◆ Data excerpts:
◆ ◆ ◆ ◆ ◆
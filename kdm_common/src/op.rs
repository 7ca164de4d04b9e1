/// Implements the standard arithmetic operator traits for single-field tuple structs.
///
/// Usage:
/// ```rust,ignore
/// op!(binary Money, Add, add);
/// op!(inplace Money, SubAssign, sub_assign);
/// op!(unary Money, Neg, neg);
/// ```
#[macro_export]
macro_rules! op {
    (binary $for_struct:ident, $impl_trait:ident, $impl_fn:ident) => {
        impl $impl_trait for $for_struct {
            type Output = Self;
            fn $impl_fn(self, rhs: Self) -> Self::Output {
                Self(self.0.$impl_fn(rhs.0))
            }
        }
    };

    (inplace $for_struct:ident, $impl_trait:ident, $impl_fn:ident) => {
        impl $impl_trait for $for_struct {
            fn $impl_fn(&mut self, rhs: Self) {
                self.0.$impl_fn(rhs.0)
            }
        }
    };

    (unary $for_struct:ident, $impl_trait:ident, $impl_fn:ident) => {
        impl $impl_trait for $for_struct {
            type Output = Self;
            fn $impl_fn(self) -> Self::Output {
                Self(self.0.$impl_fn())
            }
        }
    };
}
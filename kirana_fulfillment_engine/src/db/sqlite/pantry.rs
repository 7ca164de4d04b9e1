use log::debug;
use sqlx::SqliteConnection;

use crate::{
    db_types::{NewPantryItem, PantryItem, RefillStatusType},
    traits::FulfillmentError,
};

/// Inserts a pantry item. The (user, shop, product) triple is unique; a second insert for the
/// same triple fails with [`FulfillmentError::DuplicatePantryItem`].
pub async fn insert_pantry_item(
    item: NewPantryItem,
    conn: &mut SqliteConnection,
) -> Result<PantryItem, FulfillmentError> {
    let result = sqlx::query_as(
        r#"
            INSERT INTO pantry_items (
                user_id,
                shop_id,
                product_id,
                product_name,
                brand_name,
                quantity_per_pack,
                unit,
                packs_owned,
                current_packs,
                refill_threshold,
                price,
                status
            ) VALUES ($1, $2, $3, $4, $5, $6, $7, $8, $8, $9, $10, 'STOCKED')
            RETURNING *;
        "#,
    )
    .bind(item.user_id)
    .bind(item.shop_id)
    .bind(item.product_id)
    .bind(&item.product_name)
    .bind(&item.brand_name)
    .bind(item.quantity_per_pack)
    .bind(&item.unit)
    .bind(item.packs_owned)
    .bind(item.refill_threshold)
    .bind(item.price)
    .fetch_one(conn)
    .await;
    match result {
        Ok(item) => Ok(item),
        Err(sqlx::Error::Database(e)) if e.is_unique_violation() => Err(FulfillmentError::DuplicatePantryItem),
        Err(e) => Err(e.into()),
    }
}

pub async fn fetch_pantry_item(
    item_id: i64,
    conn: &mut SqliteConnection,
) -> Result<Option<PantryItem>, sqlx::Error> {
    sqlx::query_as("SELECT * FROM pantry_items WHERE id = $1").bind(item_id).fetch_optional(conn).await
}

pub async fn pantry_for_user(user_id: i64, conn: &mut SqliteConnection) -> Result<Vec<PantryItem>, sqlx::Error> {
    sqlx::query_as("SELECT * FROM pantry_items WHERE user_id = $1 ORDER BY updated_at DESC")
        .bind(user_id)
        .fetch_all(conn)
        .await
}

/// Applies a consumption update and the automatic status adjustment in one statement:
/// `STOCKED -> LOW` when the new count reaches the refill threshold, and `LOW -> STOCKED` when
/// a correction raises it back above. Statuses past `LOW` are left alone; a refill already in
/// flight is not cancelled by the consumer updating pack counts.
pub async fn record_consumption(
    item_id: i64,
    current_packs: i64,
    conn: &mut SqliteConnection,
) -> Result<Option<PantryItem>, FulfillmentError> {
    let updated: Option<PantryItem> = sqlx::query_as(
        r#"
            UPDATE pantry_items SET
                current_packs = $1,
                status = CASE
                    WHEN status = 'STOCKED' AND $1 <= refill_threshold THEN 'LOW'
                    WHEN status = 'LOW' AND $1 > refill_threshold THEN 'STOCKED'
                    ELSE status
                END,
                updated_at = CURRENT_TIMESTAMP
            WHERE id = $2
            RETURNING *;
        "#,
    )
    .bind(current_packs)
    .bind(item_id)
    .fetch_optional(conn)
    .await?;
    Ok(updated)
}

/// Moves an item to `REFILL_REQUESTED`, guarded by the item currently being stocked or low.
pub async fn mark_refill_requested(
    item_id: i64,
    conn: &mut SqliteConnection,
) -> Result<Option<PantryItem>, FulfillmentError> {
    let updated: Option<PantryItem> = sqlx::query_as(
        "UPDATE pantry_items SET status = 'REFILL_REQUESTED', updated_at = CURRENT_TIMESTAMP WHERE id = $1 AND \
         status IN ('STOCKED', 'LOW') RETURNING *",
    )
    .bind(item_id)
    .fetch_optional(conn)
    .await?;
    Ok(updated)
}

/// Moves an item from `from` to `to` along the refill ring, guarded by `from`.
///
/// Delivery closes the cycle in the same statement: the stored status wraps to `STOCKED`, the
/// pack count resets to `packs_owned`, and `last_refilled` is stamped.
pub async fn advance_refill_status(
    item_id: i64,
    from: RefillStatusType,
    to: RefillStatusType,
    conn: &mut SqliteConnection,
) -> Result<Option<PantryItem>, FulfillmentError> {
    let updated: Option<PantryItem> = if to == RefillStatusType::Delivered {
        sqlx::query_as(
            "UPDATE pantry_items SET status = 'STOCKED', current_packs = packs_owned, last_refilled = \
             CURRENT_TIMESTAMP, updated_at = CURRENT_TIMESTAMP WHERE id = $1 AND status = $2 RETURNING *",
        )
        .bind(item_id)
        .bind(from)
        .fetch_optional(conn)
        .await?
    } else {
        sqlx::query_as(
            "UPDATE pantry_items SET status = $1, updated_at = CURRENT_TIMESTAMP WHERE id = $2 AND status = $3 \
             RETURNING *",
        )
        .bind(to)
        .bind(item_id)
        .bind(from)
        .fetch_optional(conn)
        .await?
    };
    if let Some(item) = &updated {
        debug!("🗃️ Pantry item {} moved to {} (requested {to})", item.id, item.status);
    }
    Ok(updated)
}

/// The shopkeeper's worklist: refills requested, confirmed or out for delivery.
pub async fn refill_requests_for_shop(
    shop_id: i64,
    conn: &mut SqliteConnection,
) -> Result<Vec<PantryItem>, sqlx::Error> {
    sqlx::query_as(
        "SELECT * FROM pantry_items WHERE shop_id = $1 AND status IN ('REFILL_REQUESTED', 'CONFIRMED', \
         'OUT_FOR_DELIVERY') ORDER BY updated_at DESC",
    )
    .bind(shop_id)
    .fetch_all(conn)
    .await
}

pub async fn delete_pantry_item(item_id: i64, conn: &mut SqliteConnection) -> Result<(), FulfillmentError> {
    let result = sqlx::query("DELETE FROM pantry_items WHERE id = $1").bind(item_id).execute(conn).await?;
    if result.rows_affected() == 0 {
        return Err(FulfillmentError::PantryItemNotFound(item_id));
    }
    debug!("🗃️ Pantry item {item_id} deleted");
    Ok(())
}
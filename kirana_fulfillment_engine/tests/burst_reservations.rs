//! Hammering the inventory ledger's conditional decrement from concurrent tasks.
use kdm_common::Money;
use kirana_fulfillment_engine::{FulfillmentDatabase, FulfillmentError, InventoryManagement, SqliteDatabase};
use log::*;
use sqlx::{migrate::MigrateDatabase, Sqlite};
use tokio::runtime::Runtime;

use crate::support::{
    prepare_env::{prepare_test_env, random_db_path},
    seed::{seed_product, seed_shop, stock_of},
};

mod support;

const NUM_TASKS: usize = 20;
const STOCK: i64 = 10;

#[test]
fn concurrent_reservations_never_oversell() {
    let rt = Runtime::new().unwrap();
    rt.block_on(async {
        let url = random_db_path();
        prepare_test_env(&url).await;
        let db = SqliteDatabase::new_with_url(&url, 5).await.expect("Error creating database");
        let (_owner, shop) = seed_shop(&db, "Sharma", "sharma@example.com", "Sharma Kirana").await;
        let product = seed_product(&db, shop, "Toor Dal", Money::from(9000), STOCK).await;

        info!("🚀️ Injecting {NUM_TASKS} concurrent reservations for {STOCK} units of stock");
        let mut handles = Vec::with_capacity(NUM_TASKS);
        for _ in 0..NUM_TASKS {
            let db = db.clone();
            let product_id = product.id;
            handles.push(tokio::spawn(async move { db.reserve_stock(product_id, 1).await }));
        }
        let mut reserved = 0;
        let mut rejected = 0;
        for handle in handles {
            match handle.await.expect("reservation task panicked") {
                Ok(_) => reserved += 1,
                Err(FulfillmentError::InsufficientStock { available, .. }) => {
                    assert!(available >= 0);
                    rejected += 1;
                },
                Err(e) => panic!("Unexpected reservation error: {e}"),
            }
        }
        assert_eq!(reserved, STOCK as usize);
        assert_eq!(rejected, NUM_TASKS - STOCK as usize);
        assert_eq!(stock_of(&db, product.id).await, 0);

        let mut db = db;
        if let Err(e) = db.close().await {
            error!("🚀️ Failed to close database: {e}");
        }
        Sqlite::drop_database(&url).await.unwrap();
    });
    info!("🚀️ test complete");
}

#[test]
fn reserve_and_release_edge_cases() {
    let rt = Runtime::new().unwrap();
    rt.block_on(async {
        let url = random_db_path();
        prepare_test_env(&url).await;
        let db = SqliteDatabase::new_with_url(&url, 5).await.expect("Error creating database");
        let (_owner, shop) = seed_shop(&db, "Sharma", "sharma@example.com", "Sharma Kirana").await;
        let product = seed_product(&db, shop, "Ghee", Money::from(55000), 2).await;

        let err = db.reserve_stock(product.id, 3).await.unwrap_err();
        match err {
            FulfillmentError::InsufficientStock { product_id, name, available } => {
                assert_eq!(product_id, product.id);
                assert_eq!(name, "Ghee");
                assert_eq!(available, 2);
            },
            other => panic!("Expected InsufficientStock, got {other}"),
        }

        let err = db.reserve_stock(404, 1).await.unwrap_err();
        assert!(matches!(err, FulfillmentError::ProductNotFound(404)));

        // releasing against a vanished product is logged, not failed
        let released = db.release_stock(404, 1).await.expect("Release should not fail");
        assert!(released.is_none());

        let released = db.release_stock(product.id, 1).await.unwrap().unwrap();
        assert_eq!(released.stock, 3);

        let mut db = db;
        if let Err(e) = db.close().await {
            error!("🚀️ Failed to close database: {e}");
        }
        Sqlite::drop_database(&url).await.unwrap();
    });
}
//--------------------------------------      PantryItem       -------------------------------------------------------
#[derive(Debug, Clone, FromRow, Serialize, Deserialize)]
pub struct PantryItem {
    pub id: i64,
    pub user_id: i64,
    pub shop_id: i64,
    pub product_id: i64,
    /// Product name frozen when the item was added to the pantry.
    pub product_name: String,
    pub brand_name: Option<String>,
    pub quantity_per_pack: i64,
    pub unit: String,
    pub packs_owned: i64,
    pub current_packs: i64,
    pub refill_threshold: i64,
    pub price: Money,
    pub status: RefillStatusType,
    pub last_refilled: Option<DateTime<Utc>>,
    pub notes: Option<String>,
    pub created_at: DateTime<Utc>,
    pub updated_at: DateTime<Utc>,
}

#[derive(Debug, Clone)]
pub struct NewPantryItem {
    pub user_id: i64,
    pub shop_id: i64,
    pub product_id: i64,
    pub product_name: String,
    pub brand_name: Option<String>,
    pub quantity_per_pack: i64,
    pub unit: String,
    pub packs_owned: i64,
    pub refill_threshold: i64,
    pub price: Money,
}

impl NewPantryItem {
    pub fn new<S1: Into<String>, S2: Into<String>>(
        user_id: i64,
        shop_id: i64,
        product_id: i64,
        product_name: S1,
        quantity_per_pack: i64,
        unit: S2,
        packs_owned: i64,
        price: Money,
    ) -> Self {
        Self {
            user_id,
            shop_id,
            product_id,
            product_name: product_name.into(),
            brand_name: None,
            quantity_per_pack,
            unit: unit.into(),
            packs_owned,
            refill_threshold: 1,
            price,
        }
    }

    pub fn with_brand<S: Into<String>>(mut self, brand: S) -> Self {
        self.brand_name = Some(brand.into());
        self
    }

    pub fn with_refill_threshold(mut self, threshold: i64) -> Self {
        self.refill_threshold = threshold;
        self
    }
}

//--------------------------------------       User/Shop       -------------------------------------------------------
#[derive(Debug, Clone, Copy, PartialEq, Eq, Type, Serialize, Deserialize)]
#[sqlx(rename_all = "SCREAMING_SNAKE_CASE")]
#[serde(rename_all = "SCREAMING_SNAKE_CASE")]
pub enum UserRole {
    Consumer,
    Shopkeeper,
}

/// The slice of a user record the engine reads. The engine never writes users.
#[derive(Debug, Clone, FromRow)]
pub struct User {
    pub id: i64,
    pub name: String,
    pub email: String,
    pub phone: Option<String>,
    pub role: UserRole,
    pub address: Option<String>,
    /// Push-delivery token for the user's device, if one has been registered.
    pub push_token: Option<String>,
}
◆ ◆ ◆ ◆ ◆
◆ TO DO: This exercise requires the lines of the entries containing the string "derive".

◆ SOLUTION TO THIS TASK:
#[derive(Debug, Clone, FromRow, Serialize, Deserialize)]
#[derive(Debug, Clone)]
#[derive(Debug, Clone, Copy, PartialEq, Eq, Type, Serialize, Deserialize)]
#[derive(Debug, Clone, FromRow)]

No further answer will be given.